Bert, glaring at the policeman, snarled, ‘Your time will come. Oppressor of the widow and orphan, upholder of the exploiter. .’
‘That will do,’ interposed Dr MacMillan. ‘I spoke to you, officer, if you recall, about these gentlemen. They behaved, in relation to this wretched girl, with notable gallantry and gentleness. I have assured them that they are required only to state what they have observed about this butcher of an abortionist, and I would not be forsworn.’ She fixed the uncomfortable detective with her eye, and he flinched.
‘That’s right, madam, you are quite correct. Now, tell me all about the man.’
Bert, assisted by Cec, repeated the description, and the detective lost his indifference. He flicked over the pages in the ledger and read aloud, ‘Six feet tall, cropped hair, swarthy complexion, signet ring on his left hand.’
‘Yair,’ agreed Bert. ‘We couldn’t see his hair because he had his hat on, but I reckoned that it was black, or very dark brown, like shoe polish. And a little smear of a moustache, just a line on the upper lip.’
‘That’s him,’ said the detective. ‘He’s been involved in this racket for three years — or that’s as long as we’ve known about it. We call him Butcher George. The first victim was a girl called Mary Elizabeth Allen, found dead in the Flagstaff Gardens, dumped out of a car by a man of that description. Good girl, by the way. The next was a common prostitute know
n as Gay Lil, real name Lillian Marchent, found dying in a gutter in Fitzroy Street. She said that the job was done by a man called George Fletcher and gave a similar description. Course, you can’t rely on the word of a girl like that. .’
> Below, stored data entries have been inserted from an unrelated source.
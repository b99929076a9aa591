use std::{sync::Arc, time::Duration};

use axum::{Router, routing::get};
use tower_http::{
    cors::{Any, CorsLayer},
    trace::TraceLayer,
};
use tracing::{error, info};

use kinofeed::{
    AppState,
    afisha::AfishaClient,
    config::Config,
    db,
    enrich::OmdbClient,
    error::AppResult,
    pipeline::Pipeline,
    routes,
    store::{FilmStore, FreshnessCache, PublicationLedger, SessionStore},
};

#[tokio::main]
async fn main() -> anyhow::Result<()> {
    tracing_subscriber::fmt()
        .with_env_filter(
            std::env::var("RUST_LOG")
                .unwrap_or_else(|_| "info,kinofeed=debug,sqlx=warn".to_string()),
        )
        .init();

    let config = Arc::new(Config::from_env()?);

    let http = reqwest::Client::builder()
        .user_agent("kinofeed/0.1")
        .timeout(Duration::from_secs(30))
        .build()?;

    let db = db::connect_and_migrate(&config.database_url).await?;

    let freshness = FreshnessCache::new(db.clone(), config.cache_ttl_days);
    let films = FilmStore::new(db.clone());
    let sessions = SessionStore::new(db.clone());
    let ledger = PublicationLedger::new(db, config.dedup_window_days);

    let state = Arc::new(AppState {
        config: config.clone(),
        films: films.clone(),
        sessions: sessions.clone(),
        ledger: ledger.clone(),
    });

    let scraper = AfishaClient::new(
        http.clone(),
        config.base_url.clone(),
        &config.city_path,
        config.scrape_delay_ms,
    );
    let enricher = (!config.omdb_api_key.trim().is_empty())
        .then(|| OmdbClient::new(http, config.omdb_api_key.clone(), config.omdb_rps));

    let interval = Duration::from_secs(config.scrape_interval_hours * 3600);
    let run_config = config.clone();
    tokio::spawn(async move {
        loop {
            let pipeline = Pipeline {
                freshness: &freshness,
                films: &films,
                sessions: &sessions,
                ledger: &ledger,
                max_items: run_config.max_items,
            };
            if let Err(err) = run_once(&scraper, enricher.as_ref(), &pipeline).await {
                error!(error = %err, "scrape run failed");
            }
            tokio::time::sleep(interval).await;
        }
    });

    let app = Router::new()
        .route("/calendar.ics", get(routes::calendar_feed))
        .route("/healthz", get(routes::healthz))
        .route("/stats", get(routes::stats))
        .with_state(state)
        .layer(CorsLayer::new().allow_origin(Any).allow_headers(Any))
        .layer(TraceLayer::new_for_http());

    let listener = tokio::net::TcpListener::bind(config.addr).await?;
    info!(addr = %config.addr, "listening");
    axum::serve(listener, app).await?;

    Ok(())
}

async fn run_once(
    scraper: &AfishaClient,
    enricher: Option<&OmdbClient>,
    pipeline: &Pipeline<'_>,
) -> AppResult<()> {
    info!("starting scrape run");
    let candidates = scraper.fetch_listing().await?;
    let today = jiff::Zoned::now().date();
    let (events, report) = pipeline.run(scraper, enricher, candidates, today).await?;
    info!(
        emitted = events.len(),
        suppressed = report.events_suppressed,
        failures = report.fetch_failures,
        "scrape run finished"
    );
    Ok(())
}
‘O can’t ye?’ demanded Dr MacMillan, her accent becoming more Scottish as she lost her temper. ‘I’ve worked with enough of ’em to know you can trust ’em just as fine as anyone — they’re human women, for the Lord’s sake! Lil’s death is just as much a tragedy as the good little girls’—they all die the same, Detective-inspector.’
Dr MacMillan saw that Bert, Cec and the policeman were all regarding her with the same puzzled stare. She concluded that men were all alike, one side of the law or the other, and held her tongue. The detective-inspector read on.
‘Third was a married woman — eight kids she had — and she got home before she bled to death. Left her husband a note saying that George had charged her ten pounds and she was sorry. Man answering to that description seen leaving the house. That was six months ago. And now your girl — when do you reckon it was done?’
‘Two or three days ago.’
‘And will she live?’
‘I hope so. I can’t tell,’ sighed Dr MacMillan. The detective-inspector leaned back in his chair.
‘We don’t know enough. It’s always hard to find ’em, because their victims protect ’em. To a girl in that situation, even death seems better than continuing pregnant, with social ruin staring her in the face. And some of them are quite competent. Some even use ether and have an operating-room. Some, like this bastard — beg pardon, madam — force themselves on the girls before they do the procedure.’
Cec growled, and Bert demanded, ‘If you’ve got all this proof, why don’t you catch him?’
‘No clues, he gets rid of the ones who die.’
‘And the ones that live won’t say a word. They com- mitted a crime by having the abortion, I understand,’ said Dr MacMillan. ‘We see enough of them at the hospital. Bleeding like pigs, infected, mutilated, torn and sterile for life, they all insist that it was a hot bath, or a horse-ride, or a fall down some steep stairs. Very well, officer. Thank you for seeing us.’